• _ABOUT THIS EXERCISE_: In the records below, find the line with "let path = dir.path().join(CONFIG_FILE_NAME);" and the line with "let loaded = AssemblerConfig::load(&path).unwrap();". Print both exactly, along with every line between them, and no other line.

Saved entries:
//! Assembler configuration.

use serde::{Deserialize, Serialize};
use std::fs;
use std::path::Path;

use crate::error::Result;

/// Default file name looked up by the CLI.
pub const CONFIG_FILE_NAME: &str = "lirasm.toml";

/// Target instruction set of the method being assembled.
#[derive(Debug, Clone, Copy, Default, PartialEq, Eq, Serialize, Deserialize)]
#[serde(rename_all = "kebab-case")]
pub enum InstructionSet {
    /// Thumb2 (32-bit ARM)
    #[default]
    Thumb2,
    /// 32-bit x86
    X86,
    /// 32-bit MIPS
    Mips,
}

impl InstructionSet {
    /// Width of a native pointer in bytes.
    pub fn pointer_size(self) -> u32 {
        match self {
            InstructionSet::Thumb2 | InstructionSet::X86 | InstructionSet::Mips => 4,
        }
    }

    /// Origin switch displacements are measured from on this target.
    pub fn default_branch_origin(self) -> BranchOrigin {
        match self {
            // bx reads the PC with its automatic advance applied
            InstructionSet::Thumb2 => BranchOrigin::AnchorPlusAdvance(4),
            InstructionSet::X86 => BranchOrigin::MethodStart,
            InstructionSet::Mips => BranchOrigin::Anchor,
        }
    }
}

impl std::fmt::Display for InstructionSet {
    fn fmt(&self, f: &mut std::fmt::Formatter<'_>) -> std::fmt::Result {
        match self {
            InstructionSet::Thumb2 => write!(f, "thumb2"),
            InstructionSet::X86 => write!(f, "x86"),
            InstructionSet::Mips => write!(f, "mips"),
        }
    }
}

/// Reference point for switch-table displacements.
#[derive(Debug, Clone, Copy, PartialEq, Eq, Serialize, Deserialize)]
#[serde(rename_all = "kebab-case")]
pub enum BranchOrigin {
    /// Offset of the dispatching instruction plus its PC advance.
    AnchorPlusAdvance(u32),
    /// Offset of the dispatching instruction.
    Anchor,
    /// Start of the table itself.
    TableStart,
    /// Start of the method (offset 0).
    MethodStart,
}

/// Configuration for assembling one method.
#[derive(Debug, Clone, PartialEq, Serialize, Deserialize)]
#[serde(default, rename_all = "kebab-case")]
pub struct AssemblerConfig {
    pub instruction_set: InstructionSet,
    /// Keep nop'ed instructions linked (flagged) so listings can show them.
    pub retain_nops_for_diagnostics: bool,
    /// Emit listings and table dumps; also inserts case labels for switches.
    pub verbose: bool,
    /// Re-decode and cross-check the mapping table after building it.
    pub verify_tables: bool,
    /// Hard limit on LIR records per method (None = unlimited)
    #[serde(skip_serializing_if = "Option::is_none")]
    pub max_lir_count: Option<usize>,
    /// Overrides the instruction set's switch displacement origin.
    #[serde(skip_serializing_if = "Option::is_none")]
    pub switch_branch_origin: Option<BranchOrigin>,
}

impl Default for AssemblerConfig {
    fn default() -> Self {
        Self {
            instruction_set: InstructionSet::Thumb2,
            retain_nops_for_diagnostics: false,
            verbose: false,
            verify_tables: cfg!(debug_assertions),
            max_lir_count: None,
            switch_branch_origin: None,
        }
    }
}

impl AssemblerConfig {
    pub fn branch_origin(&self) -> BranchOrigin {
        self.switch_branch_origin
            .unwrap_or_else(|| self.instruction_set.default_branch_origin())
    }

    /// Load a config file.
    pub fn load(path: &Path) -> Result<Self> {
        let content = fs::read_to_string(path)?;
        Ok(toml::from_str(&content)?)
    }

    /// Write this config as TOML.
    pub fn save(&self, path: &Path) -> Result<()> {
        let content = toml::to_string_pretty(self)?;
        fs::write(path, content)?;
        Ok(())
    }
}

#[cfg(test)]
mod tests {
    use super::*;

    #[test]
    fn test_default_origins() {
        assert_eq!(
            InstructionSet::Thumb2.default_branch_origin(),
            BranchOrigin::AnchorPlusAdvance(4)
        );
        assert_eq!(InstructionSet::X86.default_branch_origin(), BranchOrigin::MethodStart);
        assert_eq!(InstructionSet::Mips.default_branch_origin(), BranchOrigin::Anchor);
    }

    #[test]
    fn test_override_origin() {
        let config = AssemblerConfig {
            switch_branch_origin: Some(BranchOrigin::TableStart),
            ..Default::default()
        };
        assert_eq!(config.branch_origin(), BranchOrigin::TableStart);
    }

    #[test]
    fn test_parse_partial_toml() {
        let config: AssemblerConfig = toml::from_str(
            r#"
instruction-set = "mips"
retain-nops-for-diagnostics = true
max-lir-count = 512
"#,
        )
        .unwrap();
        assert_eq!(config.instruction_set, InstructionSet::Mips);
        assert!(config.retain_nops_for_diagnostics);
        assert!(!config.verbose);
        assert_eq!(config.max_lir_count, Some(512));
        assert_eq!(config.switch_branch_origin, None);
    }

    #[test]
    fn test_save_and_load() {
        let dir = tempfile::tempdir().unwrap();
        let path = dir.path().join(CONFIG_FILE_NAME);
        let config = AssemblerConfig {
            instruction_set: InstructionSet::X86,
            verbose: true,
            switch_branch_origin: Some(BranchOrigin::AnchorPlusAdvance(8)),
            ..Default::default()
        };
        config.save(&path).unwrap();
        let loaded = AssemblerConfig::load(&path).unwrap();
        assert_eq!(loaded, config);
    }
}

• _WRITTEN REPLY_:
        let path = dir.path().join(CONFIG_FILE_NAME);
        let config = AssemblerConfig {
            instruction_set: InstructionSet::X86,
            verbose: true,
            switch_branch_origin: Some(BranchOrigin::AnchorPlusAdvance(8)),
            ..Default::default()
        };
        config.save(&path).unwrap();
        let loaded = AssemblerConfig::load(&path).unwrap();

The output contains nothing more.